Well, that's why we've By the way, so here's a cool thing.
I'm going to D.C. tomorrow with a group of pastors throughout the country who are the bold pastors who are saying the kinds of things that I'm here on the show saying that are going to pray over people who are in the administration and different and try and be that light.
But you're right, there's been a sifting in the church.
A lot of people have gone woke and soft.
And to those people, I would say return to the truth of God's word and stand boldly upon it.
Ephesians 6 is this really awesome chapter in scripture that's the full armor of God.
And it tells you all of the things that you have to do.
In order to walk out the Christian life, do those things and do them not afraid.
I'm not ashamed of the gospel because it's the power of God for salvation to anyone who believes.
I believe that.
If you really believe that, then proclaim that to the people that you know and find a church that boldly proclaims it to you and isn't afraid of being called racist or sexist or xenophobic or whatever hateful slur they want to throw at you that day.
Just preach God's word and don't be afraid.
That's how you get the country to return.
I think a spiritual revival is the only thing that can restore America now, and I pray for it every single day.
libby emmons
Do you think it's happening?
unidentified
I do.
daniel hayworth
I actually do.
You guys would be shocked at the number of people I've seen come to Christ this year.
I mean, the month after Charlie died, our church across three locations runs about 2,500 or 3,000 people a week.

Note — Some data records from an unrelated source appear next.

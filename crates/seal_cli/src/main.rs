mod commands;
mod output;

use anyhow::Result;
use clap::{Parser, Subcommand};
use seal_core::ValidationOptions;
use tracing_subscriber::{layer::SubscriberExt, util::SubscriberInitExt};

use crate::output::OutputFormat;

#[derive(Parser)]
#[command(name = "seal")]
#[command(version, about = "Seal tabular validation CLI", long_about = None)]
struct Cli {
    #[command(subcommand)]
    command: Commands,

    /// Enable verbose logging
    #[arg(short, long, global = true)]
    verbose: bool,
}

#[derive(Subcommand)]
enum Commands {
    /// Validate a data file against a schema
    Validate {
        /// Path to the schema file (JSON, YAML or TOML)
        schema: String,

        /// Path to the data file (CSV, Parquet or NDJSON)
        data: String,

        /// Collect every outcome instead of failing fast
        #[arg(long)]
        no_raise: bool,

        /// Evaluate constraints on multiple threads
        #[arg(short, long)]
        parallel: bool,

        /// Output format
        #[arg(short, long, value_enum, default_value_t = OutputFormat::Text)]
        format: OutputFormat,
    },

    /// Compile a schema and list its fields and constraints
    Check {
        /// Path to the schema file (JSON, YAML or TOML)
        schema: String,

        /// Output format
        #[arg(short, long, value_enum, default_value_t = OutputFormat::Text)]
        format: OutputFormat,
    },
}

#[tokio::main]
async fn main() -> Result<()> {
    let cli = Cli::parse();

    let log_level = if cli.verbose {
        tracing::Level::DEBUG
    } else {
        tracing::Level::INFO
    };

    tracing_subscriber::registry()
        .with(
            tracing_subscriber::fmt::layer()
                .with_writer(std::io::stderr)
                .with_target(false)
                .with_level(true)
                .compact(),
        )
        .with(tracing_subscriber::filter::LevelFilter::from_level(
            log_level,
        ))
        .init();

    match cli.command {
        Commands::Validate {
            schema,
            data,
            no_raise,
            parallel,
            format,
        } => {
            let options = ValidationOptions::new()
                .with_raise_on_error(!no_raise)
                .with_parallel(parallel);
            commands::validate::execute(&schema, &data, &options, format).await
        }

        Commands::Check { schema, format } => commands::check::execute(&schema, format),
    }
}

The month after Charlie died, we baptized, not just people who said, Hey, I want to fall after Christ, like literally dunked him in the water, got him up.

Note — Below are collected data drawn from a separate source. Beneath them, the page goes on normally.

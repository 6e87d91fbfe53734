//! Tests to verify correct handling of null values across all constraint kinds.
//!
//! Null handling is a policy, not an accident:
//! - Nullability counts nulls against its limits
//! - Aggregate constraints pass vacuously when a column holds only nulls
//! - Pattern and value set constraints treat null cells as satisfied
//! - Uniqueness counts null as one distinct value

use seal_validator::{
    ColumnConstraint, DataSet, DataValue, MaximumValueConstraint, MeanConstraint,
    MedianConstraint, MinimumValueConstraint, NullabilityConstraint, PercentileConstraint,
    RegexPatternConstraint, StandardDeviationConstraint, StringLengthConstraint,
    UniquenessConstraint, ValueSetConstraint,
};

fn all_null(rows: usize) -> DataSet {
    DataSet::new().with_column("values", vec![DataValue::Null; rows])
}

fn empty() -> DataSet {
    DataSet::new().with_column("values", Vec::<DataValue>::new())
}

#[test]
fn test_aggregates_pass_vacuously_on_all_null_columns() {
    for rows in [0, 1, 5] {
        let dataset = if rows == 0 { empty() } else { all_null(rows) };

        let outcomes = vec![
            MaximumValueConstraint::new("values", -1.0).validate(&dataset),
            MinimumValueConstraint::new("values", 1e9).validate(&dataset),
            MedianConstraint::new("values", Some(1.0), Some(2.0))
                .unwrap()
                .validate(&dataset),
            MeanConstraint::new("values", Some(1.0), None)
                .unwrap()
                .validate(&dataset),
            PercentileConstraint::new("values", 0.95, None, Some(0.0))
                .unwrap()
                .validate(&dataset),
            StandardDeviationConstraint::new("values", Some(1.0), None)
                .unwrap()
                .validate(&dataset),
            StringLengthConstraint::new("values", Some(3), None)
                .unwrap()
                .validate(&dataset),
        ];

        for outcome in outcomes {
            assert!(
                outcome.passed,
                "{} should pass on {rows} null rows: {}",
                outcome.constraint_label, outcome.message
            );
            assert_eq!(outcome.message, "Column contains only null values");
        }
    }
}

#[test]
fn test_aggregate_reported_as_null() {
    let outcome = MaximumValueConstraint::new("values", 10.0).validate(&all_null(3));
    assert!(outcome.detail("actual_max").unwrap().is_null());

    let outcome = MeanConstraint::new("values", None, Some(1.0))
        .unwrap()
        .validate(&all_null(3));
    assert!(outcome.detail("actual_mean").unwrap().is_null());
}

#[test]
fn test_single_value_has_no_standard_deviation() {
    let dataset = DataSet::new().with_column("values", vec![Some(42), None]);
    let outcome = StandardDeviationConstraint::new("values", Some(1.0), None)
        .unwrap()
        .validate(&dataset);

    assert!(outcome.passed);
    assert_eq!(
        outcome.message,
        "Column has too few numeric values (1) for this aggregate"
    );
    assert!(outcome.detail("actual_std").unwrap().is_null());
}

#[test]
fn test_nulls_ignored_by_aggregates() {
    let dataset = DataSet::new().with_column("values", vec![Some(10), None, Some(30), None]);

    let outcome = MeanConstraint::new("values", Some(20.0), Some(20.0))
        .unwrap()
        .validate(&dataset);
    assert!(outcome.passed, "{}", outcome.message);

    let outcome = MinimumValueConstraint::new("values", 10.0).validate(&dataset);
    assert!(outcome.passed);
}

#[test]
fn test_nulls_satisfy_pattern_and_value_set() {
    let dataset = DataSet::new().with_column(
        "email",
        vec![Some("user@x.com"), None, Some("test@y.org"), None],
    );

    let outcome = RegexPatternConstraint::new("email", "@")
        .unwrap()
        .validate(&dataset);
    assert!(outcome.passed);
    assert_eq!(outcome.detail("mismatch_count").and_then(|v| v.as_i64()), Some(0));

    let allowed = vec![DataValue::from("user@x.com"), DataValue::from("test@y.org")];
    let outcome = ValueSetConstraint::new("email", allowed)
        .unwrap()
        .validate(&dataset);
    assert!(outcome.passed);
    assert_eq!(outcome.detail("invalid_count").and_then(|v| v.as_i64()), Some(0));
}

#[test]
fn test_nulls_count_against_nullability() {
    let outcome = NullabilityConstraint::new("values", Some(0.5), None)
        .unwrap()
        .validate(&all_null(4));

    assert!(!outcome.passed);
    assert_eq!(outcome.detail("null_ratio").and_then(|v| v.as_f64()), Some(1.0));
}

#[test]
fn test_null_is_one_distinct_value() {
    let outcome = UniquenessConstraint::new("values", None, Some(1))
        .unwrap()
        .validate(&all_null(4));

    assert!(outcome.passed);
    assert_eq!(outcome.detail("unique_count").and_then(|v| v.as_i64()), Some(1));
}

We baptized hundreds of people.
libby emmons
In my church, we've seen a lot of people coming in during Lent, which is when you can fast track to Catholicism.
unidentified
Yeah.
libby emmons
That's correct.
unidentified
Yes.
Spiritual Revival Needed 00:01:32
libby emmons
You get baptized, you do the whole thing.
It's like soup to nuts, you know, it's like a whole program.

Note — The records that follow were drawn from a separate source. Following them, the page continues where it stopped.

#[cfg(test)]
mod tests {
    use super::*;
    use pretty_assertions::assert_eq;
    use seal_core::{ConstraintConfigError, TypeName};
    use serde_json::json;

    fn err(document: Value) -> String {
        compile_schema(&document).unwrap_err().to_string()
    }

    #[test]
    fn test_field_form_preserves_order() {
        let validator = compile_schema(&json!({
            "fields": {
                "user_id": {
                    "type": "Int64",
                    "constraints": [
                        {"type": "uniqueness", "min_unique_ratio": 1.0},
                        {"type": "nullability", "max_null_count": 0}
                    ]
                },
                "age": {
                    "type": "Int64",
                    "constraints": [{"type": "maximum_value", "max_value": 120}]
                },
                "notes": {"type": "String"}
            }
        }))
        .unwrap();

        let names: Vec<&str> = validator.fields().iter().map(|f| f.name.as_str()).collect();
        assert_eq!(names, vec!["user_id", "age", "notes"]);

        let labels: Vec<String> = validator.constraints().iter().map(|c| c.label()).collect();
        assert_eq!(
            labels,
            vec![
                "UniquenessConstraint(user_id)",
                "NullabilityConstraint(user_id)",
                "MaximumValueConstraint(age)",
            ]
        );
        assert_eq!(validator.field_type("notes"), Some(&TypeName::String));
    }

    #[test]
    fn test_field_name_overrides_column() {
        let validator = compile_schema(&json!({
            "fields": {
                "age": {
                    "type": "Int64",
                    "constraints": [{"type": "minimum_value", "column": "other", "min_value": 0}]
                }
            }
        }))
        .unwrap();

        assert_eq!(validator.constraints()[0].column(), "age");
    }

    #[test]
    fn test_legacy_form() {
        let validator = compile_schema(&json!({
            "constraints": [
                {"type": "row_count", "column": "", "min_rows": 1},
                {"type": "regex_pattern", "column": "email", "pattern": "@"},
                {"type": "value_set", "column": "status", "allowed_values": ["a", "b"]}
            ]
        }))
        .unwrap();

        assert!(validator.field_types().is_empty());
        assert_eq!(validator.constraints().len(), 3);
        assert_eq!(validator.constraints()[1].kind(), ConstraintKind::RegexPattern);
    }

    #[test]
    fn test_every_kind_compiles() {
        let validator = compile_schema(&json!({
            "fields": {
                "v": {
                    "type": "Float64",
                    "constraints": [
                        {"type": "nullability", "max_null_ratio": 0.1},
                        {"type": "maximum_value", "max_value": 10},
                        {"type": "minimum_value", "min_value": 0.5},
                        {"type": "median", "lower_bound": 1},
                        {"type": "mean", "upper_bound": 9},
                        {"type": "percentile", "percentile": 0.95, "upper_bound": 10},
                        {"type": "uniqueness", "min_unique_count": 2},
                        {"type": "standard_deviation", "upper_bound": 3.5},
                        {"type": "string_length", "max_length": 8},
                        {"type": "regex_pattern", "pattern": "^[0-9.]+$"},
                        {"type": "value_set", "allowed_values": [1, 2.5, "x", true]},
                        {"type": "row_count", "min_rows": 1, "max_rows": null}
                    ]
                }
            }
        }))
        .unwrap();

        let kinds: Vec<ConstraintKind> = validator.constraints().iter().map(|c| c.kind()).collect();
        assert_eq!(kinds, ConstraintKind::ALL.to_vec());
    }

    #[test]
    fn test_document_shape_errors() {
        assert!(err(json!({})).contains("must contain either 'fields' or 'constraints'"));
        assert!(err(json!({"fields": null})).contains("must contain either"));
        assert!(err(json!({"fields": {}, "constraints": []})).contains("not both"));
        assert!(err(json!({"fields": []})).contains("'fields' must be a mapping"));
        assert!(err(json!({"constraints": {}})).contains("'constraints' must be a list"));
        assert!(err(json!([1, 2])).contains("Schema document must be a mapping"));
    }

    #[test]
    fn test_field_errors() {
        assert!(
            err(json!({"fields": {"age": {"constraints": []}}}))
                .contains("Field 'age' must specify a 'type'")
        );
        assert!(
            err(json!({"fields": {"age": {"type": "Int64", "constraints": "nope"}}}))
                .contains("Field 'age' constraints must be a list")
        );
        assert!(err(json!({"fields": {"age": "Int64"}})).contains("specification must be a mapping"));
        assert!(
            err(json!({"fields": {"age": {"type": "Int64", "constraints": ["x"]}}}))
                .contains("Constraint definition must be a mapping")
        );
    }

    #[test]
    fn test_constraint_definition_errors() {
        assert!(
            err(json!({"constraints": [{"column": "a"}]}))
                .contains("Constraint definition must contain a 'type' key")
        );
        assert!(
            err(json!({"constraints": [{"type": "mean"}]}))
                .contains("Constraint definition must contain a 'column' key")
        );
        assert!(
            err(json!({"constraints": [{"type": "maximum_value", "column": "a"}]}))
                .contains("maximum_value constraint requires 'max_value' key")
        );
        assert_eq!(
            err(json!({"constraints": [{"type": "bogus", "column": "a"}]})),
            "Unknown constraint type: bogus"
        );
    }

    #[test]
    fn test_non_string_type_and_column() {
        assert_eq!(
            err(json!({"constraints": [{"type": 5, "column": "a"}]})),
            "Constraint 'type' must be a string"
        );
        assert_eq!(
            err(json!({"constraints": [{"type": "mean", "column": ["a"], "lower_bound": 1}]})),
            "Constraint 'column' must be a string"
        );
        assert_eq!(
            err(json!({"constraints": [{"type": null, "column": "a"}]})),
            "Constraint definition must contain a 'type' key"
        );
    }

    #[test]
    fn test_parameter_type_errors() {
        assert!(
            err(json!({"constraints": [{"type": "maximum_value", "column": "a", "max_value": "ten"}]}))
                .contains("must be a number")
        );
        assert!(
            err(json!({"constraints": [{"type": "row_count", "column": "", "min_rows": -1}]}))
                .contains("must be a non-negative integer")
        );
        assert!(
            err(json!({"constraints": [{"type": "value_set", "column": "a", "allowed_values": [[1]]}]}))
                .contains("a list of scalars")
        );
    }

    #[test]
    fn test_constraint_config_errors_propagate() {
        let error = compile_schema(&json!({
            "constraints": [{"type": "nullability", "column": "a"}]
        }))
        .unwrap_err();

        assert!(matches!(
            error,
            SchemaCompileError::Constraint(ConstraintConfigError::MissingParameter { .. })
        ));
        assert!(error.to_string().contains("Must specify either"));

        assert!(
            err(json!({"constraints": [{"type": "value_set", "column": "a", "allowed_values": []}]}))
                .contains("must contain at least one value")
        );
        assert!(
            err(json!({"constraints": [{"type": "percentile", "column": "a", "percentile": 2.0, "upper_bound": 1}]}))
                .contains("percentile must be between")
        );
    }
}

But we've seen a lot of people coming in to do the whole thing, you know, straight through baptism to confirmation to be part of the.
Church and like every Sunday, it's been the father standing up there and being like, you know, and we'd like to welcome all of these people.
The church was already packed, and lately I go and I have to like park on the grass somewhere, you know, there's like because I'm always right on time, I'm never early.
But like, well, hey, listen, I'm not late, which is actually a huge deal because I'm usually late to everything.
Being late is disrespectful, I have to park on the grass.
daniel hayworth
Good, I hope more churches are like that.
Every single one of our locations is going through a building project right now because we need more room.
phil labonte
Have you ever gone to the Latin Mass?
libby emmons
Yeah, I actually went to a Latin Mass in Nashville with Mary Morgan.
phil labonte
I went, well, I went to one in, there's one in Charlestown.
Yeah, it's sick.
It's so sick.
libby emmons
Yeah, I was actually so moved that Mary invited me to go to Mass with her.
And so I went, and it was really.
phil labonte
She invited Sarah and I.
unidentified
Yeah.
phil labonte
And it was like, seriously, it is like, and we've gone to the same church that you go to, like, we've gone a couple times, but the Latin Masses, like, I mean, Do you ever do the Sunday at 11?
unidentified
No joke.
phil labonte
No, no.
But there's just something extra cool about them.
It's like you don't usually think of church as cool, right?
Like, just generally, that's not one of the words that you would use to describe going to church.